WHAT IS NEEDED:
All that is asked is a faithful reproduction of the entries.

Saved entries:
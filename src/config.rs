//! Configuration Module
//!
//! Handles loading and managing proxy configuration from environment variables.

use std::env;

/// Default port the proxy listens on.
pub const DEFAULT_PORT: u16 = 8080;

/// Default shared secret expected from clients.
pub const DEFAULT_API_KEY: &str = "default-api-key";

/// Default overall timeout for one origin fetch, in seconds.
pub const DEFAULT_ORIGIN_TIMEOUT: u64 = 10;

/// Proxy configuration parameters.
///
/// All values can be configured via environment variables with sensible defaults.
#[derive(Debug, Clone)]
pub struct Config {
    /// HTTP server port
    pub server_port: u16,
    /// Shared secret clients must present
    pub api_key: String,
    /// Overall timeout for an origin request, in seconds
    pub origin_timeout: u64,
}

impl Config {
    /// Creates a new Config by loading values from environment variables.
    ///
    /// # Environment Variables
    /// - `SERVER_PORT` - HTTP server port (default: 8080)
    /// - `API_KEY` - Shared secret for the auth middleware (default: "default-api-key")
    /// - `ORIGIN_TIMEOUT` - Origin request timeout in seconds (default: 10)
    pub fn from_env() -> Self {
        Self {
            server_port: env::var("SERVER_PORT")
                .ok()
                .and_then(|v| v.parse().ok())
                .unwrap_or(DEFAULT_PORT),
            api_key: env::var("API_KEY")
                .ok()
                .filter(|v| !v.is_empty())
                .unwrap_or_else(|| DEFAULT_API_KEY.to_string()),
            origin_timeout: env::var("ORIGIN_TIMEOUT")
                .ok()
                .and_then(|v| v.parse::<u64>().ok())
                .filter(|secs| *secs > 0)
                .unwrap_or(DEFAULT_ORIGIN_TIMEOUT),
        }
    }
}

impl Default for Config {
    fn default() -> Self {
        Self {
            server_port: DEFAULT_PORT,
            api_key: DEFAULT_API_KEY.to_string(),
            origin_timeout: DEFAULT_ORIGIN_TIMEOUT,
        }
    }
}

WRITTEN SOLUTION:
filename src/config.rs
//! Configuration Module
//!
//! Handles loading and managing proxy configuration from environment variables.

use std::env;

/// Default port the proxy listens on.
pub const DEFAULT_PORT: u16 = 8080;

/// Default shared secret expected from clients.
pub const DEFAULT_API_KEY: &str = "default-api-key";

/// Default overall timeout for one origin fetch, in seconds.
pub const DEFAULT_ORIGIN_TIMEOUT: u64 = 10;

/// Proxy configuration parameters.
///
/// All values can be configured via environment variables with sensible defaults.
#[derive(Debug, Clone)]
pub struct Config {
    /// HTTP server port
    pub server_port: u16,
    /// Shared secret clients must present
    pub api_key: String,
    /// Overall timeout for an origin request, in seconds
    pub origin_timeout: u64,
}

impl Config {
    /// Creates a new Config by loading values from environment variables.
    ///
    /// # Environment Variables
    /// - `SERVER_PORT` - HTTP server port (default: 8080)
    /// - `API_KEY` - Shared secret for the auth middleware (default: "default-api-key")
    /// - `ORIGIN_TIMEOUT` - Origin request timeout in seconds (default: 10)
    pub fn from_env() -> Self {
        Self {
            server_port: env::var("SERVER_PORT")
                .ok()
                .and_then(|v| v.parse().ok())
                .unwrap_or(DEFAULT_PORT),
            api_key: env::var("API_KEY")
                .ok()
                .filter(|v| !v.is_empty())
                .unwrap_or_else(|| DEFAULT_API_KEY.to_string()),
            origin_timeout: env::var("ORIGIN_TIMEOUT")
                .ok()
                .and_then(|v| v.parse::<u64>().ok())
                .filter(|secs| *secs > 0)
                .unwrap_or(DEFAULT_ORIGIN_TIMEOUT),
        }
    }
}

impl Default for Config {
    fn default() -> Self {
        Self {
            server_port: DEFAULT_PORT,
            api_key: DEFAULT_API_KEY.to_string(),
            origin_timeout: DEFAULT_ORIGIN_TIMEOUT,
        }
    }
}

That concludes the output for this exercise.